Discovery of Complex Schemas for RDF Knowledge Bases


This is the Web page of the grant “Discovery of Complex Schemas for RDF Knowledge Bases” (“DICOS”) of the French National Research Agency.

Project members:


Recent years have seen the rise of large knowledge bases such as DBpedia, YAGO, Freebase, and Google’s knowledge graph. The advance of the Linked Open Data project, which now contains thousands of knowledge bases, is a case to the point. These knowledge bases use RDF and are thus inherently schema-less. We propose to use rule mining to deduce schema constraints automatically from the data. Building on recent advances in the field, we propose to enlarge the scope of automated rule mining to numerical and existential rules. The resulting constraints could be used to spot errors in the data or even to predict missing pieces in the knowledge. The particular challenge in the context of knowledge bases is the absence of counterexamples, which requires a new approach to mining rules.
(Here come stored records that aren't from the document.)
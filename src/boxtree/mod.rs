//! # Box Tree
//!
//! The mutable layout-side mirror of a [`ReportItem`] tree. Nodes live in an
//! arena in pre-order and are addressed by [`NodeId`]; each node keeps a
//! reference to its source item, its rendered rectangle in mm, and the
//! payload decoded from the item (checkbox state, image pixels, picture
//! commands).
//!
//! A tree is built fresh for every layout and paint cycle. Layout mutates
//! rectangles through `&mut BoxTree`; paint only ever sees `&BoxTree`.

use std::fmt::Write as _;

use once_cell::unsync::OnceCell;

use crate::error::ReportError;
use crate::geometry::Rect;
use crate::image_loader::{self, RasterImage};
use crate::model::{ImagePayload, ItemKind, ReportItem};
use crate::picture::Picture;
use crate::style::{LayoutAxis, Pen, Sides, TextStyle};
use crate::text::parse_check;

/// Index of a node in its [`BoxTree`].
#[derive(Debug, Clone, Copy, PartialEq, Eq, Hash, PartialOrd, Ord)]
pub struct NodeId(usize);

impl NodeId {
    pub fn index(self) -> usize {
        self.0
    }
}

impl std::fmt::Display for NodeId {
    fn fmt(&self, f: &mut std::fmt::Formatter<'_>) -> std::fmt::Result {
        write!(f, "#{}", self.0)
    }
}

/// Decoded image content.
#[derive(Debug, Clone)]
pub enum ImageContent {
    Raster(RasterImage),
    Picture(Picture),
}

/// Node kind with payloads decoded once at build time.
#[derive(Debug, Clone)]
pub enum NodeKind {
    Frame,
    Report,
    Text {
        text: String,
    },
    /// `None` when the payload is not a checkbox token.
    Check {
        checked: Option<bool>,
    },
    /// `None` when the payload failed to decode.
    Image {
        content: Option<ImageContent>,
        suppress_print: bool,
    },
}

#[derive(Debug)]
pub struct BoxNode<'a> {
    /// Rendered rectangle in mm. Only layout writes it.
    pub rect: Rect,
    pub item: &'a ReportItem,
    pub parent: Option<NodeId>,
    pub children: Vec<NodeId>,
    pub kind: NodeKind,
    /// The node is a spring, or has a child that is expandable.
    pub expandable: bool,
    /// Node that supplies the effective text style, resolved on first use.
    text_style_source: OnceCell<Option<NodeId>>,
}

impl<'a> BoxNode<'a> {
    /// Fill ratio of a spring. Negative and NaN ratios mean a fixed item.
    pub fn fill_ratio(&self) -> Option<f64> {
        self.item.fill_ratio.filter(|r| *r >= 0.0)
    }

    pub fn is_spring(&self) -> bool {
        self.fill_ratio().is_some()
    }

    pub fn layout_axis(&self) -> LayoutAxis {
        self.item.layout
    }
}

#[derive(Debug)]
pub struct BoxTree<'a> {
    nodes: Vec<BoxNode<'a>>,
}

impl<'a> BoxTree<'a> {
    /// Build a tree mirroring `root`. Payload decoding failures are logged
    /// and leave the node without content.
    pub fn build(root: &'a ReportItem) -> Self {
        let mut tree = BoxTree { nodes: Vec::new() };
        tree.push(root, None);

        // Pre-order: every child sits after its parent
        for i in (0..tree.nodes.len()).rev() {
            let expandable = tree.nodes[i].is_spring()
                || tree.nodes[i]
                    .children
                    .iter()
                    .any(|c| tree.nodes[c.0].expandable);
            tree.nodes[i].expandable = expandable;
        }

        tree
    }

    fn push(&mut self, item: &'a ReportItem, parent: Option<NodeId>) -> NodeId {
        let id = NodeId(self.nodes.len());
        self.nodes.push(BoxNode {
            rect: Rect::default(),
            item,
            parent,
            children: Vec::with_capacity(item.children.len()),
            kind: decode_kind(item),
            expandable: false,
            text_style_source: OnceCell::new(),
        });

        for child in &item.children {
            let child_id = self.push(child, Some(id));
            self.nodes[id.0].children.push(child_id);
        }

        id
    }

    pub fn root(&self) -> NodeId {
        NodeId(0)
    }

    pub fn len(&self) -> usize {
        self.nodes.len()
    }

    pub fn is_empty(&self) -> bool {
        self.nodes.is_empty()
    }

    /// All node ids in pre-order.
    pub fn ids(&self) -> impl Iterator<Item = NodeId> {
        (0..self.nodes.len()).map(NodeId)
    }

    pub fn node(&self, id: NodeId) -> &BoxNode<'a> {
        &self.nodes[id.0]
    }

    pub fn rect(&self, id: NodeId) -> Rect {
        self.nodes[id.0].rect
    }

    pub fn set_rect(&mut self, id: NodeId, rect: Rect) {
        self.nodes[id.0].rect = rect;
    }

    pub fn children(&self, id: NodeId) -> &[NodeId] {
        &self.nodes[id.0].children
    }

    pub fn parent(&self, id: NodeId) -> Option<NodeId> {
        self.nodes[id.0].parent
    }

    pub fn is_expandable(&self, id: NodeId) -> bool {
        self.nodes[id.0].expandable
    }

    /// True if any direct child carries a fill ratio.
    pub fn has_spring_children(&self, id: NodeId) -> bool {
        self.children(id).iter().any(|&c| self.node(c).is_spring())
    }

    pub fn inset_horizontal(&self, id: NodeId) -> f64 {
        self.nodes[id.0].item.inset.map_or(0.0, |i| i.horizontal)
    }

    pub fn inset_vertical(&self, id: NodeId) -> f64 {
        self.nodes[id.0].item.inset.map_or(0.0, |i| i.vertical)
    }

    /// The node rectangle shrunk by its inset on all four sides.
    pub fn dirty_rect(&self, id: NodeId) -> Rect {
        let h = self.inset_horizontal(id);
        let v = self.inset_vertical(id);
        self.rect(id).inset(h, v, h, v)
    }

    /// Per-side pens: override first, then the shared border pen.
    pub fn borders(&self, id: NodeId) -> Sides<Pen> {
        let item = self.nodes[id.0].item;
        Sides::resolve(item.borders.as_ref(), item.border)
    }

    /// The text style of the nearest node, starting at `id`, that defines
    /// one.
    pub fn effective_text_style(&self, id: NodeId) -> Result<&'a TextStyle, ReportError> {
        let source = *self.nodes[id.0].text_style_source.get_or_init(|| {
            let mut current = Some(id);
            while let Some(n) = current {
                if self.nodes[n.0].item.text_style.is_some() {
                    return Some(n);
                }
                current = self.nodes[n.0].parent;
            }
            None
        });

        source
            .and_then(|n| {
                let item: &'a ReportItem = self.nodes[n.0].item;
                item.text_style.as_ref()
            })
            .ok_or_else(|| ReportError::MissingTextStyle {
                node: self.describe(id),
            })
    }

    /// Short human-readable name: item id if present, arena index otherwise.
    pub fn describe(&self, id: NodeId) -> String {
        let node = &self.nodes[id.0];
        match &node.item.id {
            Some(item_id) => format!("'{}' ({})", item_id, node.item.kind.name()),
            None => format!("{} ({})", id, node.item.kind.name()),
        }
    }

    /// First node, in pre-order, whose item id equals `item_id`.
    pub fn find_by_id(&self, item_id: &str) -> Option<NodeId> {
        self.ids()
            .find(|&id| self.nodes[id.0].item.id.as_deref() == Some(item_id))
    }

    /// Move a node together with its whole subtree.
    pub fn shift(&mut self, id: NodeId, dx: f64, dy: f64) {
        self.nodes[id.0].rect.translate(dx, dy);
        self.shift_children(id, dx, dy);
    }

    /// Move every descendant of a node, leaving the node itself in place.
    pub fn shift_children(&mut self, id: NodeId, dx: f64, dy: f64) {
        let mut stack: Vec<NodeId> = self.nodes[id.0].children.clone();
        while let Some(n) = stack.pop() {
            self.nodes[n.0].rect.translate(dx, dy);
            stack.extend_from_slice(&self.nodes[n.0].children);
        }
    }

    /// Indented diagnostic listing of the tree.
    pub fn dump(&self) -> String {
        let mut out = String::new();
        if !self.is_empty() {
            self.dump_node(self.root(), 0, &mut out);
        }
        out
    }

    fn dump_node(&self, id: NodeId, depth: usize, out: &mut String) {
        let node = &self.nodes[id.0];
        let _ = write!(out, "{}{} {}", "  ".repeat(depth), node.item.kind.name(), id);
        if let Some(item_id) = &node.item.id {
            let _ = write!(out, " '{}'", item_id);
        }
        let _ = write!(out, " {}", node.rect);
        if let Some(ratio) = node.fill_ratio() {
            let _ = write!(out, " fill={}", ratio);
        }
        match &node.kind {
            NodeKind::Text { text } => {
                let _ = write!(out, " {:?}", text);
            }
            NodeKind::Check { checked } => {
                let _ = write!(out, " checked={:?}", checked);
            }
            NodeKind::Image { content: None, .. } => out.push_str(" <no content>"),
            _ => {}
        }
        out.push('\n');

        for &child in &node.children {
            self.dump_node(child, depth + 1, out);
        }
    }
}

fn decode_kind(item: &ReportItem) -> NodeKind {
    match &item.kind {
        ItemKind::Frame => NodeKind::Frame,
        ItemKind::Report => NodeKind::Report,
        ItemKind::Text { text } => NodeKind::Text { text: text.clone() },
        ItemKind::Check { text } => {
            let checked = parse_check(text);
            if checked.is_none() {
                log::warn!("checkbox payload {:?} is not a check token", text);
            }
            NodeKind::Check { checked }
        }
        ItemKind::Image {
            payload,
            suppress_print,
        } => {
            let content = match payload {
                ImagePayload::Raster { src } => image_loader::load_image(src)
                    .map(ImageContent::Raster)
                    .map_err(ReportError::Image),
                ImagePayload::Svg { content } => Picture::from_svg(content)
                    .map(ImageContent::Picture)
                    .map_err(ReportError::Picture),
            };
            NodeKind::Image {
                content: content
                    .map_err(|e| log::warn!("skipping image {:?}: {}", item.id, e))
                    .ok(),
                suppress_print: *suppress_print,
            }
        }
    }
}

#[cfg(test)]
mod tests {
    use super::*;
    use crate::style::{Color, Font};

    fn style(size: f64) -> TextStyle {
        TextStyle {
            font: Font {
                size,
                ..Font::default()
            },
            color: Color::BLACK,
        }
    }

    fn sample() -> ReportItem {
        ReportItem::report(vec![
            ReportItem::frame(vec![
                ReportItem::text("a").with_id("a"),
                ReportItem::frame(vec![]).with_fill_ratio(0.0),
            ])
            .with_text_style(style(12.0))
            .with_id("outer"),
            ReportItem::check("@{check:1}"),
        ])
    }

    #[test]
    fn test_build_pre_order() {
        let root = sample();
        let tree = BoxTree::build(&root);
        assert_eq!(tree.len(), 5);
        let outer = tree.find_by_id("outer").unwrap();
        assert_eq!(outer.index(), 1);
        assert_eq!(tree.children(outer).len(), 2);
        assert_eq!(tree.parent(outer), Some(tree.root()));
        assert_eq!(tree.find_by_id("a").map(|n| n.index()), Some(2));
        assert!(tree.find_by_id("missing").is_none());
    }

    #[test]
    fn test_expandable_propagates_up() {
        let root = sample();
        let tree = BoxTree::build(&root);
        let outer = tree.find_by_id("outer").unwrap();
        assert!(tree.is_expandable(NodeId(3)));
        assert!(tree.is_expandable(outer));
        assert!(tree.is_expandable(tree.root()));
        assert!(!tree.is_expandable(NodeId(4)));
        assert!(tree.has_spring_children(outer));
        assert!(!tree.has_spring_children(tree.root()));
    }

    #[test]
    fn test_negative_ratio_is_not_a_spring() {
        let root = ReportItem::frame(vec![
            ReportItem::frame(vec![]).with_fill_ratio(-1.0),
            ReportItem::frame(vec![]).with_fill_ratio(f64::NAN),
        ]);
        let tree = BoxTree::build(&root);
        for id in [NodeId(1), NodeId(2)] {
            assert_eq!(tree.node(id).fill_ratio(), None);
            assert!(!tree.is_expandable(id));
        }
        assert!(!tree.has_spring_children(tree.root()));
    }

    #[test]
    fn test_effective_text_style_inherits() {
        let root = sample();
        let tree = BoxTree::build(&root);
        let a = tree.find_by_id("a").unwrap();
        assert_eq!(tree.effective_text_style(a).unwrap().font.size, 12.0);
        // cached result is stable
        assert_eq!(tree.effective_text_style(a).unwrap().font.size, 12.0);
    }

    #[test]
    fn test_effective_text_style_missing() {
        let root = sample();
        let tree = BoxTree::build(&root);
        let err = tree.effective_text_style(NodeId(4)).unwrap_err();
        assert!(matches!(err, ReportError::MissingTextStyle { .. }));
        assert!(err.to_string().contains("#4 (Check)"));
    }

    #[test]
    fn test_check_payload_decoded() {
        let root = ReportItem::frame(vec![ReportItem::check("@{check:0}"), ReportItem::check("nope")]);
        let tree = BoxTree::build(&root);
        assert!(matches!(tree.node(NodeId(1)).kind, NodeKind::Check { checked: Some(false) }));
        assert!(matches!(tree.node(NodeId(2)).kind, NodeKind::Check { checked: None }));
    }

    #[test]
    fn test_bad_image_has_no_content() {
        let root = ReportItem::raster("not base64 at all!");
        let tree = BoxTree::build(&root);
        assert!(matches!(tree.node(tree.root()).kind, NodeKind::Image { content: None, .. }));
    }

    #[test]
    fn test_insets_and_borders() {
        let pen = Pen::solid(1.0, Color::BLACK);
        let root = ReportItem::frame(vec![]).with_inset(2.0, 3.0).with_border(pen);
        let mut tree = BoxTree::build(&root);
        let id = tree.root();
        tree.set_rect(id, Rect::new(0.0, 0.0, 20.0, 20.0));
        assert_eq!(tree.inset_horizontal(id), 2.0);
        assert_eq!(tree.inset_vertical(id), 3.0);
        assert_eq!(tree.dirty_rect(id), Rect::new(2.0, 3.0, 16.0, 14.0));
        assert_eq!(tree.borders(id), Sides::uniform(pen));
    }

    #[test]
    fn test_shift_moves_subtree() {
        let root = sample();
        let mut tree = BoxTree::build(&root);
        let outer = tree.find_by_id("outer").unwrap();
        tree.shift(outer, 1.0, 2.0);
        assert_eq!(tree.rect(outer), Rect::new(1.0, 2.0, 0.0, 0.0));
        assert_eq!(tree.rect(NodeId(2)), Rect::new(1.0, 2.0, 0.0, 0.0));
        assert_eq!(tree.rect(tree.root()), Rect::default());

        tree.shift_children(outer, 1.0, 0.0);
        assert_eq!(tree.rect(outer).left, 1.0);
        assert_eq!(tree.rect(NodeId(3)).left, 2.0);
    }

    #[test]
    fn test_dump_lists_every_node() {
        let root = sample();
        let tree = BoxTree::build(&root);
        let dump = tree.dump();
        assert_eq!(dump.lines().count(), 5);
        assert!(dump.starts_with("Report #0"));
        assert!(dump.contains("  Frame #1 'outer'"));
        assert!(dump.contains("\"a\""));
        assert!(dump.contains("checked=Some(true)"));
    }
}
The project has 3 work packages:

  1. Mining Dependencies
  2. Mining Rules with Existential Quantifiers
  3. Numerical Rule Mining


The work progressed on the following axes :
Our idea is to spot mistakes in the data of Wikidata, to learn how the contributors of Wikidata corrected these mistakes in the past, and to propose to correct similar mistakes on the current data. This falls in the Work Package 1 of the DICOS project, “Mining Dependencies”. Our postdoc, Camille Bourgaux, works with another PhD student on this project. The work led to the publication of a full paper at WWW 2019, the main conference in the area of the Web (Rank A*). Camille also got a permanent position at the CNRS directly after her postdocship.
Dynamic Knowledge Bases
We work on schema mining on dynamic knowledge bases (i.e., knowledge bases that are accessible only through Web services). The idea is to pin down all queries that can be answered given the services. This amounts to a characterization of the part of the knowledge base that is accessible from the outside. This is a special case of Work Package 1 that we decided to treat because it has a clear use case. Our PhD student, Julien Romero, works on this topic, and we have published a full paper at EWSC 2020 (Rank A).
Conditional Key Mining
The idea is to mine constraints that identify an entity uniquely in a certain context. For example, a German PhD student can have only a single advisor. Thus, the student uniquely identifies the advisor – but only in Germany. This work falls in the Work Package 1 as well. I have worked in this project with two colleagues, one PhD student, and one postdoc. The work has led to a publication at ISWC 2017, the most important conference in the domain of the Semantic Web. The DICOS project financed by trip to the conference, and is thus acknowledged on that publication.
Mining of obligatory attributes
We work on mining obligatory attributes in knowledge bases. The idea is to find out whether an attribute (e.g., “hasNationality” or “isMarried”) applies to all instances of a class in the real world (i.e., whether all people are married in the real world) – given only the incomplete knowledge of the knowledge base. This falls in the Work Package 2 of the DICOS project, “Mining Rules with Existential Quantifiers”. We worked with a PhD student, Jonathan Lajus, on this problem. This work has led to a publication at WWW 2018 (Rank A*, as previously mentioned). The DICOS project financed Jonathan’s trip to the conference, and is thus acknowledged on that publication.
Reasoning on data with constraints
We have not just worked on mining constraints, but also on using the constraints. In particular, Camille Bourgaux investigated the inconsistencies that may result from the addition of logical constraints. She worked with three colleagues on inconsistency-tolerant query answering over temporal data, and on querying knowledge bases whose facts are annotated with meta-data, such as the temporal validity of a fact or its source. These works led respectively to a publication in the Semantic Web Journal (to appear in March 2019) and to a publication at AAAI 2019 (Rank A*).